Pada bulan kemarin, Kemenkeu bersama BGN sudah bersepakat untuk tidak mencairkan dana cadangan BGN senilai Rp67 triliun di Bagian Anggaran Bendahara Umum Negara (BA BUN), sehingga sisa pagu anggaran menjadi sebesar Rp268 triliun.
Saat ini, BGN kembali menyerahkan draf usulan pemotongan pagu anggaran. Sebelumnya, agenda rapat antara BGN dan Komisi IX DPR telah menyepakati langkah efisiensi dengan jumlah penghematan berkisar Rp40 triliun.
Ketika dimintai keterangan, Purbaya tidak menepis kabar bahwa nilai pengurangan yang diajukan ke Kemenkeu berada di kisaran Rp40 triliun. Walau demikian, dia memilih menyerahkan pengumuman nominal pastinya kepada Kepala BGN Nanik Sudaryati Deyang.
"Saya setuju apalagi kalau dipotong lebih banyak lagi, asalkan programnya jalan," ujarnya di Kantor Kemenkeu, Jumat (26/6/2026).
Kendati alokasi dana diperkecil, bendahara negara ini mengklaim bahwa pemangkasan tersebut tidak akan menurunkan kualitas gizi ataupun mengurangi jatah anggaran per porsi makanan yang disalurkan kepada warga.
Menurutnya, penghematan ini justru bersumber dari langkah pembenahan sistem tata kelola operasional. BGN, tambahnya, juga mengagendakan penyerapan tenaga ahli gizi dalam jumlah yang lebih besar demi mengawal standar program tersebut.
Kemenkeu Ikut Awasi
Guna menggaransi proses efisiensi berjalan pada koridor yang tepat, Kemenkeu bakal memegang andil krusial untuk memantau perputaran anggaran di daerah.
Purbaya menerangkan, komitmen bersama ini disepakati menyusul adanya permohonan dari BGN yang mengaku kerap menemui hambatan dalam mengontrol operasional hingga ke tingkat bawah.
Ke depan, jajaran Direktorat Jenderal Perbendaharaan (DJPb) bersama Direktorat Jenderal Kekayaan Negara (DJKN) yang berkedudukan di kabupaten/kota akan dilibatkan untuk memonitor jalannya operasional SPPG secara berkala.
"Jadi pengawasannya akan lebih terstruktur, dan yang mengawasi bukan BGN sendiri, jadi dari tempat saya, kami tidak akan kongkalikong. Kalau yang mengawasi BGN sendiri kan bisa ada vested interest," jelas Purbaya.
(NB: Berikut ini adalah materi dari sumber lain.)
//! Ownership of one accelerator allocation plus its last-access record.

use std::cell::Cell;
use std::fmt;
use std::sync::Arc;

use crate::barrier::{
    BufferBarrier, ImageBarrier, LastAccess, MemoryAccess, PipelineBarrier, PipelineStage,
};
use crate::context::{AcceleratorContext, DeviceResource, ImageRequest, ResourceId};
use crate::descriptor::{ResourceDescriptor, StorageKind, UVec3};
use crate::error::{StorageError, StorageResult};

enum Resource<C: AcceleratorContext> {
    Unallocated,
    Image(C::Image),
    Buffer(C::Buffer),
}

/// Accelerator memory behind one or more tensor views.
///
/// Exactly one of image or buffer is live, chosen by the storage kind. The
/// only state that changes after construction is the last-access record. It
/// is updated only inside this crate, through a view's write capability;
/// holders of `&StorageBacking` can inspect but never record. Dropping the
/// backing releases the resource through the context that allocated it.
pub struct StorageBacking<C: AcceleratorContext> {
    context: Option<Arc<C>>,
    kind: StorageKind,
    extents: UVec3,
    buffer_length: usize,
    allocation_bytes: usize,
    resource: Resource<C>,
    last_access: Cell<LastAccess>,
}

impl<C: AcceleratorContext> StorageBacking<C> {
    /// Allocates a resource sized by `descriptor`.
    pub fn new(context: Arc<C>, descriptor: &ResourceDescriptor) -> StorageResult<Self> {
        let kind = descriptor.kind();
        let allocation_bytes = descriptor.allocation_bytes();
        let resource = if kind.is_image() {
            let request = ImageRequest {
                kind,
                extents: descriptor.allocation_extents(),
                format: descriptor.texture_format(),
            };
            Resource::Image(context.allocate_image(&request)?)
        } else {
            Resource::Buffer(context.allocate_buffer(allocation_bytes)?)
        };

        let backing = StorageBacking {
            context: Some(context),
            kind,
            extents: descriptor.extents(),
            buffer_length: descriptor.buffer_length(),
            allocation_bytes,
            resource,
            last_access: Cell::new(LastAccess::default()),
        };
        tracing::debug!(
            resource = ?backing.resource_id(),
            kind = ?kind,
            extents = ?backing.extents.0,
            bytes = allocation_bytes,
            "allocated storage backing"
        );
        Ok(backing)
    }

    /// A backing with no resource and no context.
    ///
    /// Every access on it fails with [`StorageError::InvariantViolation`].
    pub fn empty(kind: StorageKind) -> Self {
        StorageBacking {
            context: None,
            kind,
            extents: UVec3::default(),
            buffer_length: 0,
            allocation_bytes: 0,
            resource: Resource::Unallocated,
            last_access: Cell::new(LastAccess::default()),
        }
    }

    pub fn kind(&self) -> StorageKind {
        self.kind
    }

    pub fn extents(&self) -> UVec3 {
        self.extents
    }

    pub fn buffer_length(&self) -> usize {
        self.buffer_length
    }

    pub fn allocation_bytes(&self) -> usize {
        self.allocation_bytes
    }

    pub fn is_allocated(&self) -> bool {
        !matches!(self.resource, Resource::Unallocated)
    }

    pub fn resource_id(&self) -> Option<ResourceId> {
        match &self.resource {
            Resource::Unallocated => None,
            Resource::Image(image) => Some(image.resource_id()),
            Resource::Buffer(buffer) => Some(buffer.resource_id()),
        }
    }

    pub fn last_access(&self) -> LastAccess {
        self.last_access.get()
    }

    /// Records a new access, appending a barrier to `barrier` on a hazard.
    pub(crate) fn transition(
        &self,
        barrier: &mut PipelineBarrier,
        stage: PipelineStage,
        access: MemoryAccess,
    ) -> StorageResult<()> {
        let prev = self.last_access.get();
        let next = LastAccess::new(stage, access);

        if prev.needs_barrier_before(next) {
            match &self.resource {
                Resource::Unallocated => return Err(unallocated()),
                Resource::Image(image) => barrier.push_image(
                    ImageBarrier {
                        resource: image.resource_id(),
                        src_access: prev.access,
                        dst_access: access,
                    },
                    prev.stage,
                    stage,
                ),
                Resource::Buffer(buffer) => barrier.push_buffer(
                    BufferBarrier {
                        resource: buffer.resource_id(),
                        src_access: prev.access,
                        dst_access: access,
                        size: self.allocation_bytes,
                    },
                    prev.stage,
                    stage,
                ),
            }
            tracing::trace!(
                resource = ?self.resource_id(),
                src_stage = ?prev.stage,
                src_access = ?prev.access,
                dst_stage = ?stage,
                dst_access = ?access,
                "inserted barrier"
            );
        } else if !self.is_allocated() {
            return Err(unallocated());
        }

        self.last_access.set(next);
        Ok(())
    }

    /// Transitions and returns the image.
    pub(crate) fn image(
        &self,
        barrier: &mut PipelineBarrier,
        stage: PipelineStage,
        access: MemoryAccess,
    ) -> StorageResult<&C::Image> {
        let image = self.peek_image()?;
        self.transition(barrier, stage, access)?;
        Ok(image)
    }

    /// Transitions and returns the buffer.
    pub(crate) fn buffer(
        &self,
        barrier: &mut PipelineBarrier,
        stage: PipelineStage,
        access: MemoryAccess,
    ) -> StorageResult<&C::Buffer> {
        let buffer = self.peek_buffer()?;
        self.transition(barrier, stage, access)?;
        Ok(buffer)
    }

    /// The image without touching the last-access record.
    pub fn peek_image(&self) -> StorageResult<&C::Image> {
        match &self.resource {
            Resource::Image(image) => Ok(image),
            Resource::Buffer(_) => Err(StorageError::invariant(
                "image requested from buffer-backed storage",
            )),
            Resource::Unallocated => Err(unallocated()),
        }
    }

    /// The buffer without touching the last-access record.
    pub fn peek_buffer(&self) -> StorageResult<&C::Buffer> {
        match &self.resource {
            Resource::Buffer(buffer) => Ok(buffer),
            Resource::Image(_) => Err(StorageError::invariant(
                "buffer requested from image-backed storage",
            )),
            Resource::Unallocated => Err(unallocated()),
        }
    }
}

fn unallocated() -> StorageError {
    StorageError::invariant("storage backing holds no resource")
}

impl<C: AcceleratorContext> Drop for StorageBacking<C> {
    fn drop(&mut self) {
        let resource = std::mem::replace(&mut self.resource, Resource::Unallocated);
        let Some(context) = self.context.as_ref() else {
            return;
        };
        let released = match resource {
            Resource::Unallocated => return,
            Resource::Image(image) => {
                tracing::debug!(resource = ?image.resource_id(), "releasing image");
                context.release_image(image)
            }
            Resource::Buffer(buffer) => {
                tracing::debug!(resource = ?buffer.resource_id(), "releasing buffer");
                context.release_buffer(buffer)
            }
        };
        if let Err(err) = released {
            tracing::warn!(error = %err, device = context.device_name(), "release failed");
        }
    }
}

impl<C: AcceleratorContext> fmt::Debug for StorageBacking<C> {
    fn fmt(&self, f: &mut fmt::Formatter<'_>) -> fmt::Result {
        f.debug_struct("StorageBacking")
            .field("kind", &self.kind)
            .field("resource", &self.resource_id())
            .field("extents", &self.extents)
            .field("buffer_length", &self.buffer_length)
            .field("last_access", &self.last_access.get())
            .finish()
    }
}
Sesuai rancangan, proses evaluasi kinerja operasional serta realisasi penyerapan dana MBG di lapangan bakal digelar berkala tiap dua bulan sekali. Purbaya menegaskan, pihaknya tidak akan memberikan kelonggaran bagi unit pelayanan yang kedapatan bermasalah.
"Nanti kalau jelek, ya kami bilang jelek. Kalau rekomendasinya tutup, ya tutup aja," katanya.
Ke depan, Purbaya mengharapkan jalinan koordinasi antara Kemenkeu dan BGN dapat berjalan semakin solid.
Di samping sokongan di bidang pengawasan, Kemenkeu juga siap menyalurkan sumber daya manusia (SDM) pada sektor finansial apabila pihak BGN memerlukan supervisi dalam tata kelola keuangan.